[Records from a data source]
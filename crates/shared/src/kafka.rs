//! Kafka 基础设施封装
//!
//! 将 rdkafka 的底层 API 封装为业务友好的 Producer/Consumer 抽象，
//! 统一消息序列化、错误映射和优雅关闭语义。分区分配、位点提交、
//! 再均衡全部交给 rdkafka 处理。

use std::borrow::Cow;
use std::time::Duration;

use rdkafka::config::ClientConfig;
use rdkafka::consumer::{Consumer, StreamConsumer};
use rdkafka::message::{BorrowedMessage, Message};
use rdkafka::producer::{FutureProducer, FutureRecord, Producer};
use serde::Serialize;
use serde::de::DeserializeOwned;
use tokio::sync::watch;
use tracing::{debug, error, info, warn};

use crate::config::KafkaConfig;
use crate::error::OrderError;

/// 投递确认与元数据请求的超时时间
const REQUEST_TIMEOUT: Duration = Duration::from_secs(5);

// ---------------------------------------------------------------------------
// Topic 常量
// ---------------------------------------------------------------------------

pub mod topics {
    pub const ORDER_EVENTS: &str = "order-events";
}

// ---------------------------------------------------------------------------
// ConsumerMessage
// ---------------------------------------------------------------------------

/// 消费到的 Kafka 消息的统一表示
///
/// 将 rdkafka 的 `BorrowedMessage`（带生命周期约束）转换为拥有所有权的结构体，
/// 使消息可以安全地跨 await 点传递给异步处理函数。
#[derive(Debug, Clone)]
pub struct ConsumerMessage {
    pub topic: String,
    pub partition: i32,
    pub offset: i64,
    pub key: Option<String>,
    pub payload: Vec<u8>,
}

impl ConsumerMessage {
    fn from_borrowed(msg: &BorrowedMessage<'_>) -> Self {
        let key = msg
            .key()
            .and_then(|k| std::str::from_utf8(k).ok())
            .map(String::from);

        // tombstone 消息没有负载，按空字节处理
        let payload = msg.payload().map(|p| p.to_vec()).unwrap_or_default();

        Self {
            topic: msg.topic().to_string(),
            partition: msg.partition(),
            offset: msg.offset(),
            key,
            payload,
        }
    }

    /// 将负载按文本返回，非法 UTF-8 字节替换为 U+FFFD
    pub fn payload_str(&self) -> Cow<'_, str> {
        String::from_utf8_lossy(&self.payload)
    }

    /// 将 JSON 格式负载反序列化为目标类型
    pub fn deserialize_payload<T: DeserializeOwned>(&self) -> Result<T, OrderError> {
        Ok(serde_json::from_slice(&self.payload)?)
    }
}

// ---------------------------------------------------------------------------
// KafkaProducer
// ---------------------------------------------------------------------------

/// 面向业务的 Kafka 生产者
///
/// 封装 `FutureProducer` 并提供类型安全的 JSON 发送方法，
/// 内部已派生 Clone（`FutureProducer` 本身是 Arc 包装的）。
#[derive(Clone)]
pub struct KafkaProducer {
    producer: FutureProducer,
}

impl KafkaProducer {
    /// 根据配置创建生产者
    ///
    /// 5 秒内无法投递即视为失败，由调用方决定如何处理。
    pub fn new(config: &KafkaConfig) -> Result<Self, OrderError> {
        let producer: FutureProducer = ClientConfig::new()
            .set("bootstrap.servers", &config.brokers)
            .set("client.id", &config.client_id)
            .set("message.timeout.ms", "5000")
            .create()
            .map_err(|e| OrderError::Kafka(format!("创建生产者失败: {e}")))?;

        info!(brokers = %config.brokers, client_id = %config.client_id, "Kafka 生产者已初始化");
        Ok(Self { producer })
    }

    /// 拉取一次 topic 元数据，确认 broker 可达
    ///
    /// rdkafka 的连接是惰性的，启动阶段显式请求一次元数据，
    /// broker 不可达时尽早失败。元数据请求是阻塞调用，放到阻塞线程池执行。
    pub async fn ensure_connected(&self, topic: &str) -> Result<(), OrderError> {
        let producer = self.producer.clone();
        let topic_name = topic.to_string();

        let broker_count = tokio::task::spawn_blocking(move || {
            producer
                .client()
                .fetch_metadata(Some(&topic_name), REQUEST_TIMEOUT)
                .map(|metadata| metadata.brokers().len())
        })
        .await
        .map_err(|e| OrderError::Internal(format!("元数据任务异常退出: {e}")))?
        .map_err(|e| OrderError::Kafka(format!("连接 broker 失败: {e}")))?;

        info!(
            topic,
            brokers = broker_count,
            "已连接 Kafka broker"
        );
        Ok(())
    }

    /// 发送原始字节消息
    ///
    /// `key` 为空时不设置消息 key，由 broker 客户端自行选择分区。
    pub async fn send(
        &self,
        topic: &str,
        key: Option<&str>,
        payload: &[u8],
    ) -> Result<(i32, i64), OrderError> {
        let mut record = FutureRecord::<str, [u8]>::to(topic).payload(payload);
        // 没有 key 时走 rdkafka 默认分区器
        if let Some(key) = key {
            record = record.key(key);
        }

        let delivery = self
            .producer
            .send(record, REQUEST_TIMEOUT)
            .await
            .map_err(|(e, _)| OrderError::Kafka(format!("发送消息失败: {e}")))?;

        debug!(
            topic,
            key,
            partition = delivery.partition,
            offset = delivery.offset,
            "消息已发送"
        );
        Ok((delivery.partition, delivery.offset))
    }

    /// 将值序列化为 JSON 后发送
    pub async fn send_json<T: Serialize>(
        &self,
        topic: &str,
        key: Option<&str>,
        value: &T,
    ) -> Result<(i32, i64), OrderError> {
        let payload = serde_json::to_vec(value)?;
        self.send(topic, key, &payload).await
    }
}

// ---------------------------------------------------------------------------
// KafkaConsumer
// ---------------------------------------------------------------------------

/// 面向业务的 Kafka 消费者
///
/// 封装 `StreamConsumer` 并提供基于 `watch` channel 的优雅关闭语义。
pub struct KafkaConsumer {
    consumer: StreamConsumer,
    group_id: String,
}

impl KafkaConsumer {
    /// 创建消费者
    ///
    /// 共享同一 `group_id` 的多个实例由 broker 在组内分摊分区；
    /// 独立 `group_id` 的实例各自收到全部消息。
    pub fn new(config: &KafkaConfig, group_id: &str) -> Result<Self, OrderError> {
        let consumer: StreamConsumer = ClientConfig::new()
            .set("bootstrap.servers", &config.brokers)
            .set("client.id", &config.client_id)
            .set("group.id", group_id)
            .set("auto.offset.reset", &config.auto_offset_reset)
            .set("enable.auto.commit", "true")
            .set("enable.partition.eof", "false")
            .create()
            .map_err(|e| OrderError::Kafka(format!("创建消费者失败: {e}")))?;

        info!(brokers = %config.brokers, group_id, "Kafka 消费者已初始化");
        Ok(Self {
            consumer,
            group_id: group_id.to_string(),
        })
    }

    pub fn group_id(&self) -> &str {
        &self.group_id
    }

    /// 订阅指定的 topic 列表
    pub fn subscribe(&self, topics: &[&str]) -> Result<(), OrderError> {
        self.consumer
            .subscribe(topics)
            .map_err(|e| OrderError::Kafka(format!("订阅 topic 失败: {e}")))?;

        info!(?topics, group_id = %self.group_id, "已订阅 Kafka topics");
        Ok(())
    }

    /// 启动消费循环
    ///
    /// handler 在循环内逐条 await，同一进程内不会并发执行，
    /// 同一分区的消息按顺序处理。handler 返回错误只记录日志而不中断循环。
    /// 关闭信号变为 `true` 或消息流结束时返回。
    pub async fn start<F, Fut>(self, mut shutdown: watch::Receiver<bool>, handler: F)
    where
        F: Fn(ConsumerMessage) -> Fut,
        Fut: std::future::Future<Output = Result<(), OrderError>>,
    {
        use futures::StreamExt;

        // stream 借用 consumer，固定在栈上供 select! 轮询
        let stream = self.consumer.stream();
        futures::pin_mut!(stream);

        info!(group_id = %self.group_id, "Kafka 消费循环已启动");

        loop {
            tokio::select! {
                // 偏向关闭信号，收到后不再拉取新消息
                biased;

                changed = shutdown.changed() => {
                    // 发送端被丢弃同样视为关闭
                    if changed.is_err() || *shutdown.borrow() {
                        info!("收到关闭信号，Kafka 消费循环退出");
                        break;
                    }
                }

                msg_result = stream.next() => {
                    let Some(msg_result) = msg_result else {
                        warn!("Kafka 消息流意外结束");
                        break;
                    };

                    match msg_result {
                        Ok(borrowed_msg) => {
                            // 先转成自有数据再 await，BorrowedMessage 不能跨 await 持有
                            let msg = ConsumerMessage::from_borrowed(&borrowed_msg);
                            drop(borrowed_msg);
                            debug!(
                                topic = %msg.topic,
                                partition = msg.partition,
                                offset = msg.offset,
                                "收到 Kafka 消息"
                            );

                            if let Err(e) = handler(msg).await {
                                error!(error = %e, "处理 Kafka 消息失败");
                            }
                        }
                        Err(e) => {
                            error!(error = %e, "接收 Kafka 消息出错");
                        }
                    }
                }
            }
        }
    }
}

// ---------------------------------------------------------------------------
// 测试
// ---------------------------------------------------------------------------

What the task requires :: Where a line of the data includes the string "struct", list that line.

Answer for this exercise ::
pub struct ConsumerMessage {
pub struct KafkaProducer {
pub struct KafkaConsumer {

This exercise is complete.